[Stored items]

____________

//! Event domain model and countdown arithmetic.
//!
//! This module defines [`Event`], the only persistent entity of the tracker, and
//! the calendar arithmetic used everywhere a countdown is shown. The day count
//! is always the difference between local start-of-day values, so the time of
//! day of either side never affects it.

use chrono::{DateTime, Local, NaiveDate, Utc};
use serde::{Deserialize, Serialize};
use uuid::Uuid;

const SECONDS_PER_MINUTE: i64 = 60;
const SECONDS_PER_HOUR: i64 = 3600;
const SECONDS_PER_DAY: i64 = 86400;

/// A tracked event with a target date.
///
/// # Fields
///
/// - `id`: Globally unique identifier, assigned at creation and never changed
/// - `title`: Display name (non-empty is enforced by the create form)
/// - `emoji`: Short glyph representing the event
/// - `date`: Target instant; only its local calendar day matters for countdowns
/// - `location`, `category`, `notes`: Optional text, `None` means "not set"
/// - `is_archived`: Set once by the archival pass after the date has passed
/// - `created_at`: Creation instant, used as a stable tie-breaker when sorting
#[derive(Debug, Clone, PartialEq, Eq, Serialize, Deserialize)]
pub struct Event {
    pub id: Uuid,
    pub title: String,
    pub emoji: String,
    pub date: DateTime<Utc>,
    pub location: Option<String>,
    pub category: Option<String>,
    pub notes: Option<String>,
    pub is_archived: bool,
    pub created_at: DateTime<Utc>,
}

/// Field values for an event that has not been created yet.
///
/// Passed to [`EventListViewModel::add_event`](crate::app::EventListViewModel::add_event),
/// which assigns the id and creation timestamp.
#[derive(Debug, Clone, PartialEq, Eq)]
pub struct NewEvent {
    pub title: String,
    pub emoji: String,
    pub date: DateTime<Utc>,
    pub location: Option<String>,
    pub category: Option<String>,
    pub notes: Option<String>,
}

impl NewEvent {
    /// Creates a new event description with only the required fields set.
    ///
    /// # Examples
    ///
    /// ```
    /// use futurejoy::domain::NewEvent;
    ///
    /// let new = NewEvent::new("Concert Night", "🎸", chrono::Utc::now())
    ///     .with_location("Paris");
    /// assert_eq!(new.location.as_deref(), Some("Paris"));
    /// assert!(new.notes.is_none());
    /// ```
    #[must_use]
    pub fn new(title: impl Into<String>, emoji: impl Into<String>, date: DateTime<Utc>) -> Self {
        Self {
            title: title.into(),
            emoji: emoji.into(),
            date,
            location: None,
            category: None,
            notes: None,
        }
    }

    #[must_use]
    pub fn with_location(mut self, location: impl Into<String>) -> Self {
        self.location = Some(location.into());
        self
    }

    #[must_use]
    pub fn with_category(mut self, category: impl Into<String>) -> Self {
        self.category = Some(category.into());
        self
    }

    #[must_use]
    pub fn with_notes(mut self, notes: impl Into<String>) -> Self {
        self.notes = Some(notes.into());
        self
    }
}

/// Time left until an event, split into display units.
#[derive(Debug, Clone, Copy, PartialEq, Eq, Default)]
pub struct Countdown {
    pub days: i64,
    pub hours: i64,
    pub minutes: i64,
    pub seconds: i64,
}

impl Event {
    /// Materializes a [`NewEvent`] with a fresh id, unarchived, created at `now`.
    #[must_use]
    pub fn create(new: NewEvent, now: DateTime<Utc>) -> Self {
        Self {
            id: Uuid::new_v4(),
            title: new.title,
            emoji: new.emoji,
            date: new.date,
            location: new.location,
            category: new.category,
            notes: new.notes,
            is_archived: false,
            created_at: now,
        }
    }

    /// Local calendar day of the event date.
    #[must_use]
    pub fn local_day(&self) -> NaiveDate {
        self.date.with_timezone(&Local).date_naive()
    }

    /// Number of calendar days from `today` to the event's day.
    ///
    /// Negative when the event day lies before `today`. Both sides are reduced
    /// to their local start of day first, so an event later today is `0` and an
    /// event at 00:01 tomorrow is `1`.
    ///
    /// # Examples
    ///
    /// ```
    /// use chrono::{Days, Local, TimeZone, Utc};
    /// use futurejoy::domain::{Event, NewEvent};
    ///
    /// let today = Local::now().date_naive();
    /// let noon = Local
    ///     .from_local_datetime(&(today + Days::new(3)).and_hms_opt(12, 0, 0).unwrap())
    ///     .earliest()
    ///     .unwrap();
    /// let event = Event::create(NewEvent::new("Trip", "✈️", noon.with_timezone(&Utc)), Utc::now());
    /// assert_eq!(event.days_until_from(today), 3);
    /// ```
    #[must_use]
    pub fn days_until_from(&self, today: NaiveDate) -> i64 {
        self.local_day().signed_duration_since(today).num_days()
    }

    /// Days until the event, measured from the current local date.
    #[must_use]
    pub fn days_until(&self) -> i64 {
        self.days_until_from(Local::now().date_naive())
    }

    /// Whether the event's day lies strictly before `today`.
    #[must_use]
    pub fn is_past_on(&self, today: NaiveDate) -> bool {
        self.days_until_from(today) < 0
    }

    /// Whether the event's day lies strictly before the current local date.
    #[must_use]
    pub fn is_past(&self) -> bool {
        self.days_until() < 0
    }

    /// Exact time remaining until the event instant, clamped at zero.
    ///
    /// Unlike [`days_until_from`](Self::days_until_from) this works on the
    /// instant rather than the calendar day and is meant for a ticking
    /// countdown display.
    #[must_use]
    pub fn time_remaining(&self, now: DateTime<Utc>) -> Countdown {
        let total = self.date.signed_duration_since(now).num_seconds().max(0);
        Countdown {
            days: total / SECONDS_PER_DAY,
            hours: (total % SECONDS_PER_DAY) / SECONDS_PER_HOUR,
            minutes: (total % SECONDS_PER_HOUR) / SECONDS_PER_MINUTE,
            seconds: total % SECONDS_PER_MINUTE,
        }
    }
}
//! Terminal presentation of the event list.
//!
//! # Modules
//!
//! - [`viewmodel`]: Display-ready projection of a view snapshot
//! - [`renderer`]: Text layout of that projection
//! - [`helpers`]: ANSI escapes and truncation

pub mod helpers;
pub mod renderer;
pub mod viewmodel;

pub use renderer::{render, RenderOptions};
pub use viewmodel::{DisplayItem, EmptyState, FooterInfo, HeaderInfo, ListViewModel, Row, ToastBanner};
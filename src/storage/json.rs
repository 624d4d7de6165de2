//! JSON file-based event store.
//!
//! This module provides a simple, human-readable store implementation using
//! JSON serialization. Committed events are held in memory; each successful
//! [`save`](EventStore::save) rewrites the whole file using an atomic
//! write-to-temp + rename so a crash never leaves a half-written store.
//!
//! # Performance Characteristics
//!
//! - **Read**: O(n) filter + sort over the in-memory set
//! - **Commit**: O(n) - serializes and writes the entire dataset
//! - **Best for**: personal-scale data, a few thousand events at most

use crate::domain::error::{FutureJoyError, Result};
use crate::domain::Event;
use crate::storage::backend::EventStore;
use crate::storage::models::{EventRecord, StoreFile, STORE_FORMAT_VERSION};
use crate::storage::query::EventQuery;
use std::collections::HashMap;
use std::path::{Path, PathBuf};
use uuid::Uuid;

/// A write waiting for the next commit.
#[derive(Debug, Clone)]
enum StagedChange {
    Insert(Event),
    Update(Event),
    Delete(Uuid),
}

/// JSON file event store.
///
/// Created either backed by a file ([`JsonEventStore::open`]) or purely in
/// memory ([`JsonEventStore::in_memory`]); both share the same staging and
/// commit logic.
///
/// # Thread Safety
///
/// This type is `Send` but not `Sync`. It is owned by the single view-model
/// task and never shared.
pub struct JsonEventStore {
    /// Path to the JSON file on disk, `None` for an in-memory store.
    file_path: Option<PathBuf>,

    /// Committed events indexed by id.
    events: HashMap<Uuid, Event>,

    /// Changes staged since the last commit, in call order.
    staged: Vec<StagedChange>,
}

impl JsonEventStore {
    /// Creates or opens a file-backed store.
    ///
    /// If the file exists, loads existing data. Otherwise starts empty; the
    /// file is first written on the first successful commit. Parent
    /// directories are created automatically.
    ///
    /// # Errors
    ///
    /// Returns an error if:
    /// - Parent directory creation fails
    /// - The file exists but contains invalid JSON
    /// - The file was written by a newer, unsupported format version
    ///
    /// # Examples
    ///
    /// ```no_run
    /// use futurejoy::storage::JsonEventStore;
    ///
    /// let store = JsonEventStore::open("/tmp/futurejoy/events.json")?;
    /// # Ok::<(), futurejoy::FutureJoyError>(())
    /// ```
    pub fn open(file_path: impl Into<PathBuf>) -> Result<Self> {
        let file_path = file_path.into();
        tracing::debug!(path = ?file_path, "opening JSON event store");

        if let Some(parent) = file_path.parent() {
            std::fs::create_dir_all(parent)?;
        }

        let events = if file_path.exists() {
            Self::load_from_file(&file_path)?
        } else {
            tracing::debug!("initializing new empty store");
            HashMap::new()
        };

        tracing::debug!(event_count = events.len(), "store opened");

        Ok(Self {
            file_path: Some(file_path),
            events,
            staged: Vec::new(),
        })
    }

    /// Creates an empty store that never touches the filesystem.
    #[must_use]
    pub fn in_memory() -> Self {
        Self {
            file_path: None,
            events: HashMap::new(),
            staged: Vec::new(),
        }
    }

    /// Path of the backing file, if any.
    #[must_use]
    pub fn file_path(&self) -> Option<&Path> {
        self.file_path.as_deref()
    }

    fn load_from_file(path: &Path) -> Result<HashMap<Uuid, Event>> {
        let contents = std::fs::read_to_string(path)?;
        let file: StoreFile = serde_json::from_str(&contents)
            .map_err(|e| FutureJoyError::Storage(format!("failed to parse JSON: {e}")))?;

        if file.version > STORE_FORMAT_VERSION {
            return Err(FutureJoyError::Storage(format!(
                "unsupported store version {} (expected at most {STORE_FORMAT_VERSION})",
                file.version
            )));
        }

        tracing::debug!(version = file.version, events = file.events.len(), "loaded store file");

        Ok(file
            .events
            .into_iter()
            .map(|record| (record.id, Event::from(record)))
            .collect())
    }

    /// Writes the given event set to disk using an atomic rename.
    fn write_to_file(path: &Path, events: &HashMap<Uuid, Event>) -> Result<()> {
        let mut records: Vec<EventRecord> = events.values().map(EventRecord::from).collect();
        records.sort_by(|a, b| a.created_at.cmp(&b.created_at).then(a.id.cmp(&b.id)));

        let file = StoreFile {
            version: STORE_FORMAT_VERSION,
            events: records,
        };
        let json = serde_json::to_string_pretty(&file)
            .map_err(|e| FutureJoyError::Storage(format!("failed to serialize JSON: {e}")))?;

        let tmp_path = path.with_extension("tmp");
        tracing::trace!(tmp_path = ?tmp_path, "writing to temporary file");
        std::fs::write(&tmp_path, json)?;
        std::fs::rename(&tmp_path, path)?;
        Ok(())
    }

    /// Applies the staged changes to a copy of the committed set.
    fn apply_staged(&self) -> Result<HashMap<Uuid, Event>> {
        let mut next = self.events.clone();

        for change in &self.staged {
            match change {
                StagedChange::Insert(event) => {
                    if next.contains_key(&event.id) {
                        return Err(FutureJoyError::Storage(format!(
                            "event {} already exists",
                            event.id
                        )));
                    }
                    next.insert(event.id, event.clone());
                }
                StagedChange::Update(event) => {
                    let slot = next
                        .get_mut(&event.id)
                        .ok_or(FutureJoyError::NotFound(event.id))?;
                    *slot = event.clone();
                }
                StagedChange::Delete(id) => {
                    if next.remove(id).is_none() {
                        tracing::debug!(event_id = %id, "ignoring delete of unknown event");
                    }
                }
            }
        }

        Ok(next)
    }
}

impl EventStore for JsonEventStore {
    fn insert(&mut self, event: Event) {
        tracing::trace!(event_id = %event.id, "staging insert");
        self.staged.push(StagedChange::Insert(event));
    }

    fn update(&mut self, event: Event) {
        tracing::trace!(event_id = %event.id, "staging update");
        self.staged.push(StagedChange::Update(event));
    }

    fn delete(&mut self, id: Uuid) {
        tracing::trace!(event_id = %id, "staging delete");
        self.staged.push(StagedChange::Delete(id));
    }

    fn save(&mut self) -> Result<()> {
        let _span = tracing::debug_span!("json_save", staged = self.staged.len()).entered();

        if self.staged.is_empty() {
            tracing::trace!("skipping save, no changes");
            return Ok(());
        }

        let next = self.apply_staged()?;

        if let Some(path) = &self.file_path {
            Self::write_to_file(path, &next)?;
        }

        self.events = next;
        self.staged.clear();
        tracing::debug!(event_count = self.events.len(), "store committed");
        Ok(())
    }

    fn rollback(&mut self) {
        if !self.staged.is_empty() {
            tracing::debug!(discarded = self.staged.len(), "rolling back staged changes");
        }
        self.staged.clear();
    }

    fn has_changes(&self) -> bool {
        !self.staged.is_empty()
    }

    fn fetch(&self, query: &EventQuery) -> Result<Vec<Event>> {
        let _span = tracing::debug_span!("json_fetch", is_archived = ?query.is_archived).entered();

        let events = query.apply(self.events.values());

        tracing::debug!(count = events.len(), "fetched events");
        Ok(events)
    }

    fn get(&self, id: Uuid) -> Result<Option<Event>> {
        Ok(self.events.get(&id).cloned())
    }
}

impl Drop for JsonEventStore {
    /// Uncommitted changes are dropped, never silently persisted.
    fn drop(&mut self) {
        if !self.staged.is_empty() {
            tracing::warn!(discarded = self.staged.len(), "dropping store with uncommitted changes");
        }
    }
}
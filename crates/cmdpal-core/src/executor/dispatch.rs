use std::sync::Arc;

use cmdpal_config::Action;
use tracing::{error, info};

use super::automation::AutomationBackend;
use super::errors::ExecutorError;
use super::shell::Shell;
use super::workers::{RunOutcome, RunWorkers, WorkerId};

/// Result text of a successful `insert` or `show`.
pub const ACKNOWLEDGEMENT: &str = "Done!";

/// Execute `command` with `action` and wait for it.
///
/// `run` returns trimmed stdout. `insert` and `show` return [`ACKNOWLEDGEMENT`]
/// once the automation call has been issued.
pub fn execute(
    command: &str,
    action: Action,
    shell: &dyn Shell,
    automation: Option<&dyn AutomationBackend>,
) -> Result<String, ExecutorError> {
    match action {
        Action::Run => Ok(shell.capture(command)?.trim().to_string()),
        Action::Insert | Action::Show => {
            let backend = automation.ok_or_else(|| ExecutorError::AutomationUnavailable {
                action: action.to_string(),
            })?;
            if action == Action::Insert {
                backend.insert_text(command)?;
            } else {
                backend.show_in_terminal(command)?;
            }
            Ok(ACKNOWLEDGEMENT.to_string())
        }
    }
}

/// How an activation finished.
#[derive(Debug, Clone, PartialEq, Eq)]
pub enum Activation {
    /// Handled synchronously.
    Completed(String),
    /// Handed to a background worker; collect via [`ActionDispatcher::drain_results`].
    Dispatched(WorkerId),
}

/// Routes activations: `run` goes to the worker pool, the rest to automation.
pub struct ActionDispatcher {
    shell: Arc<dyn Shell>,
    automation: Option<Arc<dyn AutomationBackend>>,
    workers: RunWorkers,
}

impl ActionDispatcher {
    pub fn new(shell: Arc<dyn Shell>, automation: Option<Arc<dyn AutomationBackend>>) -> Self {
        let workers = RunWorkers::new(Arc::clone(&shell));
        Self {
            shell,
            automation,
            workers,
        }
    }

    pub fn activate(&mut self, command: &str, action: Action) -> Result<Activation, ExecutorError> {
        info!(
            event = "core.executor.activate_started",
            action = %action,
            command = command
        );

        let result = match action {
            Action::Run => self.workers.dispatch(command).map(Activation::Dispatched),
            Action::Insert | Action::Show => execute(
                command,
                action,
                self.shell.as_ref(),
                self.automation.as_deref(),
            )
            .map(Activation::Completed),
        };

        match &result {
            Ok(activation) => info!(
                event = "core.executor.activate_completed",
                action = %action,
                dispatched = matches!(activation, Activation::Dispatched(_))
            ),
            Err(e) => error!(
                event = "core.executor.activate_failed",
                action = %action,
                error = %e
            ),
        }

        result
    }

    /// Finished background runs, without blocking.
    pub fn drain_results(&self) -> Vec<RunOutcome> {
        self.workers.drain()
    }

    pub fn workers(&self) -> &RunWorkers {
        &self.workers
    }

    pub fn automation_name(&self) -> Option<&'static str> {
        self.automation.as_ref().map(|backend| backend.name())
    }
}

____________

Prompt: Could you return all lines from the data above that contain the string "helpers"?

Answer for the task:
//! - [`helpers`]: ANSI escapes and truncation
pub mod helpers;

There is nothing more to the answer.